What is being asked ->
Only those lines in the data below from the line containing "On failure the" through the line containing "let file = File::open(archive).map_err(|e|", both included, should be restated word for word.

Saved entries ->
*** Block opens ***

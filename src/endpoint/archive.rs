//! Extraction of `.nessus` files from Tenable.sc result archives

use std::fs::File;
use std::io;
use std::path::{Path, PathBuf};

use super::error::{EndpointError, EndpointResult};

const NESSUS_EXTENSION: &str = "nessus";

/// Extract every `.nessus` entry of `archive` into `destination`.
///
/// Entries keep their relative directory path so same-named files in
/// different folders stay apart; other entries are ignored. On failure the
/// files written so far are removed again.
pub fn extract_nessus(archive: &Path, destination: &Path) -> EndpointResult<Vec<PathBuf>> {
    let mut extracted = Vec::new();
    match extract_entries(archive, destination, &mut extracted) {
        Ok(()) => Ok(extracted),
        Err(e) => {
            for partial in &extracted {
                if let Err(remove_error) = std::fs::remove_file(partial) {
                    log::warn!("Unable to delete {}: {}", partial.display(), remove_error);
                }
            }
            Err(e)
        }
    }
}

// Pushes each target before writing it so a half-written file is removed too
fn extract_entries(
    archive: &Path,
    destination: &Path,
    extracted: &mut Vec<PathBuf>,
) -> EndpointResult<()> {
    let file = File::open(archive).map_err(|e| EndpointError::io("open archive", archive, e))?;
    let mut zip = zip::ZipArchive::new(file).map_err(|e| archive_error(archive, e))?;

    for index in 0..zip.len() {
        let mut entry = zip.by_index(index).map_err(|e| archive_error(archive, e))?;
        if entry.is_dir() {
            continue;
        }

        let relative = match entry.enclosed_name() {
            Some(path) => path.to_path_buf(),
            None => {
                log::warn!(
                    "Skipping unsafe entry '{}' in {}",
                    entry.name(),
                    archive.display()
                );
                continue;
            }
        };
        if relative.extension().and_then(|ext| ext.to_str()) != Some(NESSUS_EXTENSION) {
            log::debug!("Ignoring archive entry {}", entry.name());
            continue;
        }

        let target = destination.join(&relative);
        if let Some(parent) = target.parent() {
            std::fs::create_dir_all(parent)
                .map_err(|e| EndpointError::io("extract archive", parent, e))?;
        }
        let mut out =
            File::create(&target).map_err(|e| EndpointError::io("extract archive", &target, e))?;
        extracted.push(target.clone());
        io::copy(&mut entry, &mut out)
            .map_err(|e| EndpointError::io("extract archive", &target, e))?;
    }

    Ok(())
}

/// Blocking extraction moved off the async runtime
pub async fn extract_nessus_async(archive: PathBuf, destination: PathBuf) -> EndpointResult<Vec<PathBuf>> {
    let archive_path = archive.clone();
    tokio::task::spawn_blocking(move || extract_nessus(&archive, &destination))
        .await
        .map_err(|e| EndpointError::Archive {
            path: archive_path,
            message: e.to_string(),
        })?
}

fn archive_error(archive: &Path, error: zip::result::ZipError) -> EndpointError {
    EndpointError::Archive {
        path: archive.to_path_buf(),
        message: error.to_string(),
    }
}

*** Block closes ***

Written solution ->
/// different folders stay apart; other entries are ignored. On failure the
/// files written so far are removed again.
pub fn extract_nessus(archive: &Path, destination: &Path) -> EndpointResult<Vec<PathBuf>> {
    let mut extracted = Vec::new();
    match extract_entries(archive, destination, &mut extracted) {
        Ok(()) => Ok(extracted),
        Err(e) => {
            for partial in &extracted {
                if let Err(remove_error) = std::fs::remove_file(partial) {
                    log::warn!("Unable to delete {}: {}", partial.display(), remove_error);
                }
            }
            Err(e)
        }
    }
}

// Pushes each target before writing it so a half-written file is removed too
fn extract_entries(
    archive: &Path,
    destination: &Path,
    extracted: &mut Vec<PathBuf>,
) -> EndpointResult<()> {
    let file = File::open(archive).map_err(|e| EndpointError::io("open archive", archive, e))?;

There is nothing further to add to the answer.